At Horizon 26, we prioritize innovation over convention. Our team is dedicated to solving complex problems that will shape the landscape of technology for the foreseeable future. You will have the autonomy to experiment with cutting-edge tools and the resources to push the boundaries of what is possible.
Responsibilities
- Architect Next-Gen Neural Architectures: Design and implement state-of-the-art machine learning models capable of handling the massive data loads expected in 2026.
- Lead AI Strategy: Define the technical roadmap for AI capabilities, ensuring alignment with the company's vision for the 2026 product suite.
- Optimize Model Performance: Continuously monitor, evaluate, and improve the accuracy and efficiency of deployed models to ensure real-time processing.
- Collaborate on Interdisciplinary Projects: Work closely with data scientists, software engineers, and product managers to integrate AI solutions seamlessly into the user experience.
- Mentor Junior Engineers: Foster a culture of learning and technical excellence by providing guidance and code reviews to the engineering team.
- Ensure Ethical AI Standards: Implement guidelines and safeguards to ensure AI outputs are fair, transparent, and unbiased.
Qualifications
- Advanced Technical Expertise: Master's degree in Computer Science, Mathematics, or a related field (PhD preferred) with 5+ years of experience in Machine Learning and Deep Learning.
- Programming Proficiency: Strong command of Python and frameworks such as TensorFlow, PyTorch, or Keras.

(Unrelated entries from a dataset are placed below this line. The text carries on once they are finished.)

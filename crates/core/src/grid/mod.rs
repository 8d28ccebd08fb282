//! Grid-based spatial discretization

pub mod spatial_grid;

// Re-export main types
pub use spatial_grid::*;
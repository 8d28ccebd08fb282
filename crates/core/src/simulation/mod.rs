//! Simulation orchestration
//!
//! [`SimulationDriver`] owns the temperature field and time counter, calls the
//! stepper and the boundary conditions once per step, and hands out snapshots
//! through a pull-based [`SnapshotStream`].

mod config;
mod driver;
pub mod presets;

pub use config::{InitialCondition, SimulationConfig, ThermalParameters};
pub use driver::{
    CancelHandle, RunSummary, SimulationDriver, SimulationState, Snapshot, SnapshotSink,
    SnapshotStream,
};
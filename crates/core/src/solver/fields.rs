//! Temperature field storage for 1D and 2D grids
//!
//! A 1D field is a `DVector` of length `nodes_x`; a 2D field is a `DMatrix`
//! of shape `(nodes_x, nodes_y)` where the row index runs along x and the
//! column index along y. nalgebra stores matrices column-major, so each column
//! (fixed `j`) is a contiguous run of `nodes_x` values.

use crate::grid::Grid;
use nalgebra::{DMatrix, DVector};
use serde::{Deserialize, Serialize};

/// Temperature at every grid node
#[derive(Debug, Clone, PartialEq, Serialize, Deserialize)]
pub enum Field {
    /// Temperatures along a rod
    Line(DVector<f64>),
    /// Temperatures over a plate, indexed `[(i, j)]`
    Plane(DMatrix<f64>),
}

impl Field {
    /// Evaluate `f(position)` at every node of `grid`
    ///
    /// `position` is `[x]` for a line and `[x, y]` for a plane.
    pub fn from_fn<F>(grid: &Grid, f: F) -> Self
    where
        F: Fn(&[f64]) -> f64,
    {
        match grid {
            Grid::Line(x) => Field::Line(DVector::from_fn(x.nodes(), |i, _| {
                f(&[x.coordinate(i)])
            })),
            Grid::Plane(x, y) => Field::Plane(DMatrix::from_fn(x.nodes(), y.nodes(), |i, j| {
                f(&[x.coordinate(i), y.coordinate(j)])
            })),
        }
    }

    /// Field holding `value` at every node of `grid`
    pub fn uniform(grid: &Grid, value: f64) -> Self {
        let (nx, ny) = grid.shape();
        match grid {
            Grid::Line(_) => Field::Line(DVector::from_element(nx, value)),
            Grid::Plane(..) => Field::Plane(DMatrix::from_element(nx, ny, value)),
        }
    }

    /// Number of spatial dimensions (1 or 2)
    pub fn dimensions(&self) -> usize {
        match self {
            Field::Line(_) => 1,
            Field::Plane(_) => 2,
        }
    }

    /// Total number of nodes
    pub fn len(&self) -> usize {
        self.as_slice().len()
    }

    /// Whether the field has no nodes (never true for a validated grid)
    pub fn is_empty(&self) -> bool {
        self.len() == 0
    }

    /// Node values; row-major for lines, column-major for planes
    pub fn as_slice(&self) -> &[f64] {
        match self {
            Field::Line(v) => v.as_slice(),
            Field::Plane(m) => m.as_slice(),
        }
    }

    /// The 1D values, if this is a line field
    pub fn as_line(&self) -> Option<&DVector<f64>> {
        match self {
            Field::Line(v) => Some(v),
            Field::Plane(_) => None,
        }
    }

    /// The 2D values, if this is a plane field
    pub fn as_plane(&self) -> Option<&DMatrix<f64>> {
        match self {
            Field::Line(_) => None,
            Field::Plane(m) => Some(m),
        }
    }

    /// Smallest node value
    pub fn min(&self) -> f64 {
        self.as_slice().iter().copied().fold(f64::INFINITY, f64::min)
    }

    /// Largest node value
    pub fn max(&self) -> f64 {
        self.as_slice()
            .iter()
            .copied()
            .fold(f64::NEG_INFINITY, f64::max)
    }

    /// Whether every node holds a finite value
    ///
    /// A `NaN` left behind by the stepper means an edge was never written.
    pub fn is_finite(&self) -> bool {
        self.as_slice().iter().all(|v| v.is_finite())
    }

    /// Control-volume weighted sum Σ wᵢ·Tᵢ
    ///
    /// Edge nodes own half a cell per axis (a quarter at plate corners). With
    /// zero-flux edges and no loss term this is the quantity the mirror-node
    /// scheme conserves exactly.
    ///
    /// # Panics
    ///
    /// Panics if the field and grid dimensionality differ.
    pub fn weighted_sum(&self, grid: &Grid) -> f64 {
        match (self, grid) {
            (Field::Line(v), Grid::Line(x)) => v
                .iter()
                .enumerate()
                .map(|(i, t)| x.volume_weight(i) * t)
                .sum(),
            (Field::Plane(m), Grid::Plane(x, y)) => {
                let mut sum = 0.0;
                for j in 0..m.ncols() {
                    let wy = y.volume_weight(j);
                    for i in 0..m.nrows() {
                        sum += x.volume_weight(i) * wy * m[(i, j)];
                    }
                }
                sum
            }
            _ => panic!("Field and grid dimensionality mismatch"),
        }
    }
}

- Cloud Architecture: Experience deploying and managing large-scale AI models on cloud platforms like AWS, GCP, or Azure.
- NLP & GenAI Knowledge: Deep understanding of Natural Language Processing (NLP) and experience with Large Language Models (LLMs).
- Problem-Solving Skills: Ability to tackle unstructured problems and devise innovative algorithmic solutions.
- Communication: Excellent written and verbal communication skills, with the ability to explain complex technical concepts to non-technical stakeholders.